=== Study material ===
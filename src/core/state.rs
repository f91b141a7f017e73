//! Durable detached-view state.
//!
//! While a historical snapshot is checked out for inspection, a small JSON record
//! next to the project manifest remembers where the working copy came from. The
//! record lives outside the repository control directory on purpose: entering a
//! view moves exactly the refs stored there.
//!
//! # Public API
//! - [`OriginalState`]: Where the working copy was before entering a view
//! - [`ViewRecord`]: The persisted detached-view record
//! - [`ViewRecordStore`]: Load/save/clear for one project directory
//!
//! # Validation
//! A record names the project directory it was written for. A record found in a
//! different directory (for example after the project folder was copied) is
//! ignored on load.

use crate::core::error::Result;
use chrono::{DateTime, Local};
use log::{debug, warn};
use serde::{Deserialize, Serialize};
use std::fs;
use std::io;
use std::path::{Path, PathBuf};

/// File name of the detached-view record inside the project directory
pub const VIEW_RECORD_FILE: &str = ".snapshot_view_info.json";

#[derive(Debug, Clone, Copy, PartialEq, Eq, Serialize, Deserialize)]
#[serde(rename_all = "lowercase")]
pub enum StateKind {
    Branch,
    Commit,
    Unknown,
}

#[derive(Debug, Clone, PartialEq, Serialize, Deserialize)]
pub struct OriginalState {
    #[serde(rename = "type")]
    pub kind: StateKind,
    /// Branch name for `branch`, commit hash for `commit`
    #[serde(rename = "ref", default)]
    pub reference: Option<String>,
    #[serde(default)]
    pub commit: Option<String>,
    #[serde(default)]
    pub has_uncommitted_changes: bool,
    pub saved_at: DateTime<Local>,
}

impl OriginalState {
    pub fn branch(name: impl Into<String>, commit: impl Into<String>, dirty: bool) -> Self {
        Self {
            kind: StateKind::Branch,
            reference: Some(name.into()),
            commit: Some(commit.into()),
            has_uncommitted_changes: dirty,
            saved_at: Local::now(),
        }
    }

    pub fn detached(commit: impl Into<String>, dirty: bool) -> Self {
        let commit = commit.into();
        Self {
            kind: StateKind::Commit,
            reference: Some(commit.clone()),
            commit: Some(commit),
            has_uncommitted_changes: dirty,
            saved_at: Local::now(),
        }
    }

    pub fn unknown() -> Self {
        Self {
            kind: StateKind::Unknown,
            reference: None,
            commit: None,
            has_uncommitted_changes: false,
            saved_at: Local::now(),
        }
    }
}

#[derive(Debug, Clone, PartialEq, Serialize, Deserialize)]
pub struct ViewRecord {
    pub is_snapshot_view: bool,
    pub commit_hash: String,
    #[serde(default)]
    pub original_state: Option<OriginalState>,
    pub switched_at: DateTime<Local>,
    pub project_dir: PathBuf,
}

impl ViewRecord {
    pub fn new(commit_hash: impl Into<String>, original: OriginalState, project_dir: &Path) -> Self {
        Self {
            is_snapshot_view: true,
            commit_hash: commit_hash.into(),
            original_state: Some(original),
            switched_at: Local::now(),
            project_dir: project_dir.to_path_buf(),
        }
    }
}

pub struct ViewRecordStore {
    path: PathBuf,
    project_dir: PathBuf,
}

impl ViewRecordStore {
    pub fn new(project_dir: &Path) -> Self {
        Self {
            path: project_dir.join(VIEW_RECORD_FILE),
            project_dir: project_dir.to_path_buf(),
        }
    }

    pub fn path(&self) -> &Path {
        &self.path
    }

    pub fn exists(&self) -> bool {
        self.path.is_file()
    }

    /// Load the record for this project; unreadable or foreign records yield None
    pub fn load(&self) -> Result<Option<ViewRecord>> {
        let content = match fs::read_to_string(&self.path) {
            Ok(content) => content,
            Err(e) if e.kind() == io::ErrorKind::NotFound => return Ok(None),
            Err(e) => return Err(e.into()),
        };

        let record: ViewRecord = match serde_json::from_str(&content) {
            Ok(record) => record,
            Err(e) => {
                warn!("Ignoring unreadable view record {}: {e}", self.path.display());
                return Ok(None);
            }
        };

        if record.project_dir != self.project_dir {
            warn!(
                "Ignoring view record written for {} (found in {})",
                record.project_dir.display(),
                self.project_dir.display()
            );
            return Ok(None);
        }

        Ok(Some(record))
    }

    /// Persist the record, replacing any previous one atomically
    pub fn save(&self, record: &ViewRecord) -> Result<()> {
        let content = serde_json::to_string_pretty(record)?;
        let staging = self.path.with_extension("json.tmp");
        fs::write(&staging, content)?;
        fs::rename(&staging, &self.path)?;
        debug!("Saved view record to {}", self.path.display());
        Ok(())
    }

    /// Delete the record; returns whether one was present
    pub fn clear(&self) -> Result<bool> {
        match fs::remove_file(&self.path) {
            Ok(()) => {
                debug!("Removed view record {}", self.path.display());
                Ok(true)
            }
            Err(e) if e.kind() == io::ErrorKind::NotFound => Ok(false),
            Err(e) => Err(e.into()),
        }
    }
}
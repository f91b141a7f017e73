use super::CommandContext;
use crate::core::{
    error::{Result, SnapshotError},
    format_hash, print_field, print_success, print_warning,
};

pub fn execute_restore(ctx: &CommandContext, hash: &str, yes: bool, no_backup: bool) -> Result<()> {
    if !yes {
        return Err(SnapshotError::confirmation_required("restore"));
    }

    let backup = ctx.service.config().backup_before_restore && !no_backup;
    if !backup {
        print_warning("Restoring without a backup snapshot");
    }

    let outcome = ctx.service.restore_snapshot(ctx.dir(), hash, backup)?;
    print_success(&format!(
        "Restored snapshot {}",
        format_hash(&outcome.report.short_hash)
    ));
    if let Some(created) = &outcome.backup {
        print_field("Backup snapshot", &created.short_hash);
    }
    if let Some(name) = outcome.manifest.as_ref().and_then(|m| m.name.as_deref()) {
        print_field("Project", name);
    }
    println!();
    Ok(())
}
//! Shared helpers for deck-snapshot integration tests
//!
//! Every test works on a real project directory inside a `TempDir` and a real
//! git repository created through the library itself.

pub mod assertions;
pub mod fixtures;
pub mod repository;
===
What you have to do:
Each line in the material with "impl" in it must be reported.

Expected answer:
impl OriginalState {
    pub fn branch(name: impl Into<String>, commit: impl Into<String>, dirty: bool) -> Self {
    pub fn detached(commit: impl Into<String>, dirty: bool) -> Self {
impl ViewRecord {
    pub fn new(commit_hash: impl Into<String>, original: OriginalState, project_dir: &Path) -> Self {
impl ViewRecordStore {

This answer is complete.